While the increased clearances associated to post-dilutional haemodiafiltration are well known and taken profit of in clinic, the information concerning the modifications in the efficacy of pre-dilutional haemodiafiltration is scant. Only two studies have previously reported that pre-dilutional haemodiafiltration may actually be less effective than simple haemodialysis. Ahrenholz et al (7) assessed the clearance of a variety of substances with different molecular weight in a limited number of convection settings in pre-dilutional haemodiafiltration and found that total clearance tended to decrease in pre-dilutional haemodiafiltration (7).
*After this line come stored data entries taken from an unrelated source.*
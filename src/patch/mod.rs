//! Dependency patching.
//!
//! Replaces one dependency's version token in manifest text by splicing the
//! bytes of its value, so everything else in the file (indentation, key
//! order, trailing newline) comes out exactly as it went in.

pub mod resolutions;
pub mod value;

use tracing::{debug, warn};

use crate::error::PatchError;
use crate::manifest::edit::quote;
use crate::manifest::{Document, Edit, Member, Span, apply_edits};
use crate::upgrade::{OccurrenceTracker, Upgrade, UpgradeKind};

pub use value::ValuePlan;

/// Patch a dependency, returning `None` when the manifest does not match.
///
/// Targets the first occurrence of the entry. `Some(text)` identical to the
/// input means the upgrade was already applied. `None` means the section or
/// key is missing or the current value drifted from the descriptor; callers
/// are expected to fall back to another strategy or skip the upgrade.
pub fn update_dependency(content: &str, upgrade: &Upgrade) -> Option<String> {
    match patch_dependency(content, upgrade, 0) {
        Ok(patched) => Some(patched),
        Err(e) => {
            debug!(
                dep = %upgrade.dep_name,
                dep_type = %upgrade.dep_type,
                error = %e,
                "Dependency patch failed"
            );
            None
        }
    }
}

/// Patch the next occurrence of the entry according to `tracker`.
///
/// The tracker advances whether or not the patch succeeds, so a batch of
/// upgrades for a duplicated key walks the duplicates in source order.
pub fn patch_with_tracker(
    content: &str,
    upgrade: &Upgrade,
    tracker: &mut OccurrenceTracker,
) -> Result<String, PatchError> {
    let occurrence = tracker.advance(&upgrade.dep_type, upgrade.primary_key());
    patch_dependency(content, upgrade, occurrence)
}

/// Patch the `occurrence`-th (0-based) entry for the upgrade and any
/// resolutions/overrides entries pinning the same dependency.
pub fn patch_dependency(
    content: &str,
    upgrade: &Upgrade,
    occurrence: usize,
) -> Result<String, PatchError> {
    let doc = Document::parse(content)?;
    let plan = ValuePlan::for_kind(&upgrade.kind)?;
    let section = upgrade.dep_type.as_str();

    let mut edits: Vec<Edit> = Vec::new();
    let mut handled: Vec<Span> = Vec::new();
    let mut satisfied = false;
    let mut primary_error = None;

    if matches!(upgrade.kind, UpgradeKind::ResolutionOnly { .. }) {
        debug!(dep = %upgrade.dep_name, "Resolution-only upgrade, skipping primary entry");
    } else {
        match locate_primary(&doc, upgrade, occurrence) {
            Ok(member) => {
                let found = member.value.as_str().ok_or_else(|| PatchError::NotAString {
                    section: section.to_string(),
                    key: member.key.clone(),
                })?;
                let rename = upgrade
                    .new_name
                    .as_deref()
                    .filter(|name| *name != member.key);

                if found == plan.replacement && rename.is_none() {
                    debug!(
                        dep = %upgrade.dep_name,
                        value = %found,
                        "Dependency already at desired value"
                    );
                    return Ok(content.to_string());
                }

                if found != plan.replacement {
                    edits.push(plan.splice(section, member)?);
                }
                if let Some(name) = rename {
                    debug!(from = %member.key, to = %name, "Renaming dependency key");
                    edits.push(Edit::new(member.key_span, quote(name)));
                }
                handled.push(member.value.span());
            }
            Err(e) => {
                debug!(dep = %upgrade.dep_name, error = %e, "Primary entry not found");
                primary_error = Some(e);
            }
        }
    }

    let mirrors = resolutions::mirror_entries(&doc, upgrade);

    if mirrors.is_empty() && matches!(upgrade.kind, UpgradeKind::ResolutionOnly { .. }) {
        return Err(if resolutions::has_resolution_section(&doc) {
            PatchError::KeyMissing {
                section: section.to_string(),
                key: upgrade.primary_key().to_string(),
                occurrence: 0,
            }
        } else {
            PatchError::SectionMissing(section.to_string())
        });
    }

    let mut mirror_error = None;
    for (mirror_section, member) in mirrors {
        if handled.contains(&member.value.span()) {
            continue;
        }
        handled.push(member.value.span());

        match member.value.as_str() {
            None => {
                debug!(section = mirror_section, key = %member.key, "Skipping nested override");
                continue;
            }
            Some(found) if found == plan.replacement => {
                satisfied = true;
                continue;
            }
            Some(_) => {}
        }

        match plan.splice(mirror_section, member) {
            Ok(edit) => {
                debug!(section = mirror_section, key = %member.key, "Mirroring upgrade");
                edits.push(edit);
            }
            Err(e) => {
                warn!(
                    section = mirror_section,
                    key = %member.key,
                    error = %e,
                    "Skipping mirrored entry that does not match the upgrade"
                );
                mirror_error.get_or_insert(e);
            }
        }
    }

    if edits.is_empty() {
        if satisfied {
            return Ok(content.to_string());
        }
        let error = primary_error
            .or(mirror_error)
            .unwrap_or_else(|| PatchError::KeyMissing {
                section: section.to_string(),
                key: upgrade.primary_key().to_string(),
                occurrence,
            });
        return Err(error);
    }

    Ok(apply_edits(doc.text(), edits))
}

/// Find the primary entry, falling back to the lookup name for aliases.
fn locate_primary<'d>(
    doc: &'d Document<'_>,
    upgrade: &Upgrade,
    occurrence: usize,
) -> Result<&'d Member, PatchError> {
    let section = upgrade.dep_type.as_str();
    if !doc.has_section(section) {
        return Err(PatchError::SectionMissing(section.to_string()));
    }

    let key = upgrade.primary_key();
    let mut entries = doc.entries(section, key);

    if entries.is_empty()
        && let UpgradeKind::Alias { lookup_name, .. } = &upgrade.kind
    {
        entries = doc.entries(section, lookup_name);
    }

    entries
        .get(occurrence)
        .copied()
        .ok_or_else(|| PatchError::KeyMissing {
            section: section.to_string(),
            key: key.to_string(),
            occurrence,
        })
}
In our studies (3 and the present data), we assessed an extended convection range and found that the decrease in total clearance seemed to have a linear distribution (3). Very recently, we have confirmed the linearity of this distribution and provided the simplified formula to calculate total clearance of small molecular weight solutes in haemodiafiltration (8). All these studies confirm that in on-line pre-dilutional haemodiafiltration, the more we increase convection, the less we will be clearing small molecular weight solutes (3,7,8).
In our institution we have been using on-line post-dilutional haemodiafiltration since 1990 with very high removal of both small as well as high mol wt compounds (9). With the flow rates employed (typically 100 ml/min) the average measured Kt/V urea is 1.7 ± 0.2 and as we have reported previously the reduction of serum b2-microglobulin is over 60% for a haemodiafiltration session (10). However, we are limited in the convective volume by the induced haemoconcentration, particularly in those patients with high haematocrite level. Thus, pre-dilutional haemodiafiltration was considered, but rejected on the grounds of the data presented in this study.
Taking together the results of the present experiments, the cost-effective comparison of the different haemodialysis settings shows that on-line post-dilutional diafiltration results in a superior performance. It is noteworthy, that the increase in dialyser clearance induced by 100ml/min of convection, for a total diaysate production of 620 ml/min is ~8 % (for 350 ml/min of QB). This value is significantly higher than that obtained with a 50% increase in dialysate flows and normal dialysis (970 ml/min of total dialysate produced and spent). Therefore, for a better efficiency, the savings of post-dilutional haemodiafiltration are evident.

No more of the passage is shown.